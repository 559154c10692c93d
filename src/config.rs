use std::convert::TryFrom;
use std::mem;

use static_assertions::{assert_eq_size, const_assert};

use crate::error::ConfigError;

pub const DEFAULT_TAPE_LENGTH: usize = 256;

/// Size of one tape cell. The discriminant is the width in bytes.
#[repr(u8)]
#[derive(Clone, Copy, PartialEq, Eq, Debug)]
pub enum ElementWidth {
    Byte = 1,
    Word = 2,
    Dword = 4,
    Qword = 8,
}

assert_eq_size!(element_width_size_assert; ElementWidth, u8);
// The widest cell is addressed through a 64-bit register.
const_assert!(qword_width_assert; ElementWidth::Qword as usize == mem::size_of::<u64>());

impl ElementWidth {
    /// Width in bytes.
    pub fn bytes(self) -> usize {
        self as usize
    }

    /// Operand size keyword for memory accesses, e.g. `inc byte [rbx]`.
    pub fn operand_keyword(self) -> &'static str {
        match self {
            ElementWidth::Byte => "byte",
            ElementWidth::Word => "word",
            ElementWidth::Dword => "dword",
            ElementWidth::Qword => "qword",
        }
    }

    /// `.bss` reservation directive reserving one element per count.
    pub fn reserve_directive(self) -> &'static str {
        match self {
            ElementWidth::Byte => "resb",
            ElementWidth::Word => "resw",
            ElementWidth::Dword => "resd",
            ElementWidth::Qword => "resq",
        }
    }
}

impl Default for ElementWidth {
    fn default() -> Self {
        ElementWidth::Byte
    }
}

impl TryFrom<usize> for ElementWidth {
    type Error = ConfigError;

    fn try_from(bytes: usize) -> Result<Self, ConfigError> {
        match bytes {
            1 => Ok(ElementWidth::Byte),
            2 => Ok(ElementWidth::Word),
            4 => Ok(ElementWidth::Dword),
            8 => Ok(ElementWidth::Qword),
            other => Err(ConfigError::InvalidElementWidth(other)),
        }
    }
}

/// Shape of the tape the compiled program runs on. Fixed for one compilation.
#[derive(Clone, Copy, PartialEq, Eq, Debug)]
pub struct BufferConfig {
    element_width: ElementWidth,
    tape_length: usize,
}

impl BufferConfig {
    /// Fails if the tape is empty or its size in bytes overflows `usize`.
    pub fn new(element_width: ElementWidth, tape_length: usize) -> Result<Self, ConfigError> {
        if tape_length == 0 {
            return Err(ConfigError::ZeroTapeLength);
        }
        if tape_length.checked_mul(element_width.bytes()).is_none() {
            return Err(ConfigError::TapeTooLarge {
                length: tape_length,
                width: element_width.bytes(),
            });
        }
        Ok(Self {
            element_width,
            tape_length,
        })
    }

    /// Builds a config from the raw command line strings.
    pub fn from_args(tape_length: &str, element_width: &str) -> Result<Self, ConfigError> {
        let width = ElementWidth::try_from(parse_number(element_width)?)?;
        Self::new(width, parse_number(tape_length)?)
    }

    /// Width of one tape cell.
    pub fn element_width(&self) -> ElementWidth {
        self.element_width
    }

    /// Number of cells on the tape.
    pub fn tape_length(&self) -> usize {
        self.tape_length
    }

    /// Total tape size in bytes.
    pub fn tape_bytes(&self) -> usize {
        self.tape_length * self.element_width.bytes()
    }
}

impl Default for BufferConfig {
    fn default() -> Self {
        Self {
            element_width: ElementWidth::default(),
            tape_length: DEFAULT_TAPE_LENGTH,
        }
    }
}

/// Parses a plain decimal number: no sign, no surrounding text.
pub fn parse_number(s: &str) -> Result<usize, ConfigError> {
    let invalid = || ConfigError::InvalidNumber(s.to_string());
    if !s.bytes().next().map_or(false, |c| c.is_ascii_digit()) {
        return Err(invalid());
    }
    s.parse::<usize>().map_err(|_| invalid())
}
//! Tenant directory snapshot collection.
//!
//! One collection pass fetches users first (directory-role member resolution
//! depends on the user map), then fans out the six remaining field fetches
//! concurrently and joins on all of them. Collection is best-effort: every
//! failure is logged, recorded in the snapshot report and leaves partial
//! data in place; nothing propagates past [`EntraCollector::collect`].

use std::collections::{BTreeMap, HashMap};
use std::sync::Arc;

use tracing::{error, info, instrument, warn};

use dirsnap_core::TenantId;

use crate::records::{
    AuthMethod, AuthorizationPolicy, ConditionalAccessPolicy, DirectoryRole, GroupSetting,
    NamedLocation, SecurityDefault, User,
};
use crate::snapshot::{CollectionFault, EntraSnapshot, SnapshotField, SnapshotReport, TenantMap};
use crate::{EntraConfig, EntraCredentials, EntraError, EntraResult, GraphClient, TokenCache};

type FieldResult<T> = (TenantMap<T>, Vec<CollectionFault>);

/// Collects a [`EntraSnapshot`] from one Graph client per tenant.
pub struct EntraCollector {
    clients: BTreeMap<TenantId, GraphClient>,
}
○ ○ ○ ○
* _Problem to solve_:
Repeat the records word for word.

* _Exercise solution_:
repository 559154c10692c93d
filename src/config.rs
use std::convert::TryFrom;
use std::mem;

use static_assertions::{assert_eq_size, const_assert};

use crate::error::ConfigError;

pub const DEFAULT_TAPE_LENGTH: usize = 256;

/// Size of one tape cell. The discriminant is the width in bytes.
#[repr(u8)]
#[derive(Clone, Copy, PartialEq, Eq, Debug)]
pub enum ElementWidth {
    Byte = 1,
    Word = 2,
    Dword = 4,
    Qword = 8,
}

assert_eq_size!(element_width_size_assert; ElementWidth, u8);
// The widest cell is addressed through a 64-bit register.
const_assert!(qword_width_assert; ElementWidth::Qword as usize == mem::size_of::<u64>());

impl ElementWidth {
    /// Width in bytes.
    pub fn bytes(self) -> usize {
        self as usize
    }

    /// Operand size keyword for memory accesses, e.g. `inc byte [rbx]`.
    pub fn operand_keyword(self) -> &'static str {
        match self {
            ElementWidth::Byte => "byte",
            ElementWidth::Word => "word",
            ElementWidth::Dword => "dword",
            ElementWidth::Qword => "qword",
        }
    }

    /// `.bss` reservation directive reserving one element per count.
    pub fn reserve_directive(self) -> &'static str {
        match self {
            ElementWidth::Byte => "resb",
            ElementWidth::Word => "resw",
            ElementWidth::Dword => "resd",
            ElementWidth::Qword => "resq",
        }
    }
}

impl Default for ElementWidth {
    fn default() -> Self {
        ElementWidth::Byte
    }
}

impl TryFrom<usize> for ElementWidth {
    type Error = ConfigError;

    fn try_from(bytes: usize) -> Result<Self, ConfigError> {
        match bytes {
            1 => Ok(ElementWidth::Byte),
            2 => Ok(ElementWidth::Word),
            4 => Ok(ElementWidth::Dword),
            8 => Ok(ElementWidth::Qword),
            other => Err(ConfigError::InvalidElementWidth(other)),
        }
    }
}

/// Shape of the tape the compiled program runs on. Fixed for one compilation.
#[derive(Clone, Copy, PartialEq, Eq, Debug)]
pub struct BufferConfig {
    element_width: ElementWidth,
    tape_length: usize,
}

impl BufferConfig {
    /// Fails if the tape is empty or its size in bytes overflows `usize`.
    pub fn new(element_width: ElementWidth, tape_length: usize) -> Result<Self, ConfigError> {
        if tape_length == 0 {
            return Err(ConfigError::ZeroTapeLength);
        }
        if tape_length.checked_mul(element_width.bytes()).is_none() {
            return Err(ConfigError::TapeTooLarge {
                length: tape_length,
                width: element_width.bytes(),
            });
        }
        Ok(Self {
            element_width,
            tape_length,
        })
    }

    /// Builds a config from the raw command line strings.
    pub fn from_args(tape_length: &str, element_width: &str) -> Result<Self, ConfigError> {
        let width = ElementWidth::try_from(parse_number(element_width)?)?;
        Self::new(width, parse_number(tape_length)?)
    }

    /// Width of one tape cell.
    pub fn element_width(&self) -> ElementWidth {
        self.element_width
    }

    /// Number of cells on the tape.
    pub fn tape_length(&self) -> usize {
        self.tape_length
    }

    /// Total tape size in bytes.
    pub fn tape_bytes(&self) -> usize {
        self.tape_length * self.element_width.bytes()
    }
}

impl Default for BufferConfig {
    fn default() -> Self {
        Self {
            element_width: ElementWidth::default(),
            tape_length: DEFAULT_TAPE_LENGTH,
        }
    }
}

/// Parses a plain decimal number: no sign, no surrounding text.
pub fn parse_number(s: &str) -> Result<usize, ConfigError> {
    let invalid = || ConfigError::InvalidNumber(s.to_string());
    if !s.bytes().next().map_or(false, |c| c.is_ascii_digit()) {
        return Err(invalid());
    }
    s.parse::<usize>().map_err(|_| invalid())
}
//! Tenant directory snapshot collection.
//!
//! One collection pass fetches users first (directory-role member resolution
//! depends on the user map), then fans out the six remaining field fetches
//! concurrently and joins on all of them. Collection is best-effort: every
//! failure is logged, recorded in the snapshot report and leaves partial
//! data in place; nothing propagates past [`EntraCollector::collect`].

use std::collections::{BTreeMap, HashMap};
use std::sync::Arc;

use tracing::{error, info, instrument, warn};

use dirsnap_core::TenantId;

use crate::records::{
    AuthMethod, AuthorizationPolicy, ConditionalAccessPolicy, DirectoryRole, GroupSetting,
    NamedLocation, SecurityDefault, User,
};
use crate::snapshot::{CollectionFault, EntraSnapshot, SnapshotField, SnapshotReport, TenantMap};
use crate::{EntraConfig, EntraCredentials, EntraError, EntraResult, GraphClient, TokenCache};

type FieldResult<T> = (TenantMap<T>, Vec<CollectionFault>);

/// Collects a [`EntraSnapshot`] from one Graph client per tenant.
pub struct EntraCollector {
    clients: BTreeMap<TenantId, GraphClient>,
}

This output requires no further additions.